An icon. The 81-year-old French actress and singer has rocked the childhood of millions of children with her titles Pandi-panda or Bécassine. This Saturday, June 10, Bernard Montiel welcomed her on the set of the show "TPMP People" broadcast on C8. And if since the beginning of her career in the 60s all generations know her, her career in the song was not assured.
His particularly joyful titles actually hide a much darker childhood. Born in Saigon in Indochina in 1942 - which today happens to be Ho Chi Minh in Vietnam - she is the eldest of five siblings. At the age of three, she was forced to leave French Indochina with her family at the beginning of the conflict of independence. The presenter recalls that she "avoided certain death", to which Chantal Goya agrees.
"I was so revolted"
"My mother has always used us to fighting, even when we were little. She told us the truth, she said 'today it's going to be very complicated, your dad may be more there,'" she recalled. His father, Bertrand de Guerre, of Vosges origin, owned a rubber plantation in Vietnam. With the conflict of independence, the threat hung over the War family.

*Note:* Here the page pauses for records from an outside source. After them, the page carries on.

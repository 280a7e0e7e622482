use ferrous_lookup_domain::{CliOverrides, Config};
use tracing::info;

pub fn load_config(
    config_path: Option<&str>,
    cli_overrides: CliOverrides,
) -> anyhow::Result<Config> {
    let config = Config::load(config_path, cli_overrides)?;
    config.validate()?;

    info!(
        config_file = config_path.unwrap_or("default"),
        timeout_ms = config.lookup.timeout_ms,
        dispatch_mode = ?config.lookup.dispatch_mode,
        local_records = config.local_records.len(),
        "Configuration loaded"
    );

    Ok(config)
}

The then 3-year-old girl stood up to Vietminh soldiers as they went to the family home to arrest Chantal Goya's father. Already tied up by the militia, Bertrand de Guerre was finally released after an intervention full of aplomb by his eldest daughter. "I was so outraged that I said "They will never kill Daddy", while I was raised like that, "she mimed before continuing: "I saved my family and then we returned to France, in the Vosges".